ASSIGNED TASK | Set down exactly the first line of the entries and every line after it, through the line with "use crate::database::SharedStore;".

Stored items from a collection:
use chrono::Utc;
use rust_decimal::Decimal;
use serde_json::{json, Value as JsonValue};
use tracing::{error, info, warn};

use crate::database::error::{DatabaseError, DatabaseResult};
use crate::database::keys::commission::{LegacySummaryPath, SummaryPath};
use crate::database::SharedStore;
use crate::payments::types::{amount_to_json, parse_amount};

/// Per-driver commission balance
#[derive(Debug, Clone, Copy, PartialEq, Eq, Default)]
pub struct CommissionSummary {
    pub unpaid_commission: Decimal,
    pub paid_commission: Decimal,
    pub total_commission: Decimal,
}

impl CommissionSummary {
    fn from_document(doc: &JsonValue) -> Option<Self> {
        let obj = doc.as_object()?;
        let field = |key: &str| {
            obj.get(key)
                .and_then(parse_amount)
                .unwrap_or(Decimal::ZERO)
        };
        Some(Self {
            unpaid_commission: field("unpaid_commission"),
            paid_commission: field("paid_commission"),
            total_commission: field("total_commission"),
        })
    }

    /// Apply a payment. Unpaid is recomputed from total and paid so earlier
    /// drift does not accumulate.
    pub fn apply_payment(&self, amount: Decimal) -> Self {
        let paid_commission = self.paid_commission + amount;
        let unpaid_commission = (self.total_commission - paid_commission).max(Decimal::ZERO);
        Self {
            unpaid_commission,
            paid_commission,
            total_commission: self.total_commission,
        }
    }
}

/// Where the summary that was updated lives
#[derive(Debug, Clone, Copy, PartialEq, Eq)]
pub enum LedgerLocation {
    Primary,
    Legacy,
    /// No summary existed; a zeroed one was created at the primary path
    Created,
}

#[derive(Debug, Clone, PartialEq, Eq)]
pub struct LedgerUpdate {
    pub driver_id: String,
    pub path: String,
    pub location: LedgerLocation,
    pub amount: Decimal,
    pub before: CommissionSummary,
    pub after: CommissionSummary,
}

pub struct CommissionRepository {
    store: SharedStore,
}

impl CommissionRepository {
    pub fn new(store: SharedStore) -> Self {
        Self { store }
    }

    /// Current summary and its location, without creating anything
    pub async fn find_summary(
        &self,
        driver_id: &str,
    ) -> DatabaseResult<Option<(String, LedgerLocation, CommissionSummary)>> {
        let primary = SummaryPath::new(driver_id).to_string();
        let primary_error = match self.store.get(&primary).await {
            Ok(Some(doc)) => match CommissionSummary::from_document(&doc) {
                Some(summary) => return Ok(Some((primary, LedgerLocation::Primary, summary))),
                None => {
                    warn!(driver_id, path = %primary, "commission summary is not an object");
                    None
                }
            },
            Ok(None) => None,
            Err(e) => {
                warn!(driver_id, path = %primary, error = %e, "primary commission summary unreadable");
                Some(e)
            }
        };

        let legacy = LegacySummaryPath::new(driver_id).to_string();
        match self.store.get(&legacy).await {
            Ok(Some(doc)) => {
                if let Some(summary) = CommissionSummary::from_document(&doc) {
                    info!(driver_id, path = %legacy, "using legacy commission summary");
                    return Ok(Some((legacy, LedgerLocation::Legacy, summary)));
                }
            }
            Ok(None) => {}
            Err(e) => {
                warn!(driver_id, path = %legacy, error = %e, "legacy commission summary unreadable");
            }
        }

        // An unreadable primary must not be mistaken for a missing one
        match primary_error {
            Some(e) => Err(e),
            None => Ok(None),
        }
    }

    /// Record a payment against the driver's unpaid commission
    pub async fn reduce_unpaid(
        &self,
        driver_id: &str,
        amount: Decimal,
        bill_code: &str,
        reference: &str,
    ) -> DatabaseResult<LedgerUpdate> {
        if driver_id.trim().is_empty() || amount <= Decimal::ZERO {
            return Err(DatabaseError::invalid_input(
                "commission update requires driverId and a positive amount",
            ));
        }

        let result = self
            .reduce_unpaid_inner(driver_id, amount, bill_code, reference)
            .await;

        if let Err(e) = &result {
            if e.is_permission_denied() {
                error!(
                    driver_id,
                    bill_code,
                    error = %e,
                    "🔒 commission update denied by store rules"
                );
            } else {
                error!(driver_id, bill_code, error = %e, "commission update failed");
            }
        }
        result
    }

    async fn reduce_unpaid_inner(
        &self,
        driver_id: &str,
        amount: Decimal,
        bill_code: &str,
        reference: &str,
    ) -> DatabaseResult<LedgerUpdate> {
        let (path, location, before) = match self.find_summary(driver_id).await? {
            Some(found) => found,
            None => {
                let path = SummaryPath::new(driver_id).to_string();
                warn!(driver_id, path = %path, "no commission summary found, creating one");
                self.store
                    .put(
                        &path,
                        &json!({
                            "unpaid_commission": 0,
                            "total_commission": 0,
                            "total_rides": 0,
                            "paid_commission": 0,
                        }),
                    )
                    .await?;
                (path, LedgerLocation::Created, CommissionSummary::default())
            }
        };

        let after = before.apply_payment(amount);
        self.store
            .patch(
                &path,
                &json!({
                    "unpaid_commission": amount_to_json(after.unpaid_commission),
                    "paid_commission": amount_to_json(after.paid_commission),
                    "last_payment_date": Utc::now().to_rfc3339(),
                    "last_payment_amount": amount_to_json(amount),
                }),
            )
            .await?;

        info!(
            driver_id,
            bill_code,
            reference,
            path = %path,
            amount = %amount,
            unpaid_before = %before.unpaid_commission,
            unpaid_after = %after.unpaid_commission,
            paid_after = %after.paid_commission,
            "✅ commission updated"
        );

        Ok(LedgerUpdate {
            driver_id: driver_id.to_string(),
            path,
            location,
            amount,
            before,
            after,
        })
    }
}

TASK RESULT |
use chrono::Utc;
use rust_decimal::Decimal;
use serde_json::{json, Value as JsonValue};
use tracing::{error, info, warn};

use crate::database::error::{DatabaseError, DatabaseResult};
use crate::database::keys::commission::{LegacySummaryPath, SummaryPath};
use crate::database::SharedStore;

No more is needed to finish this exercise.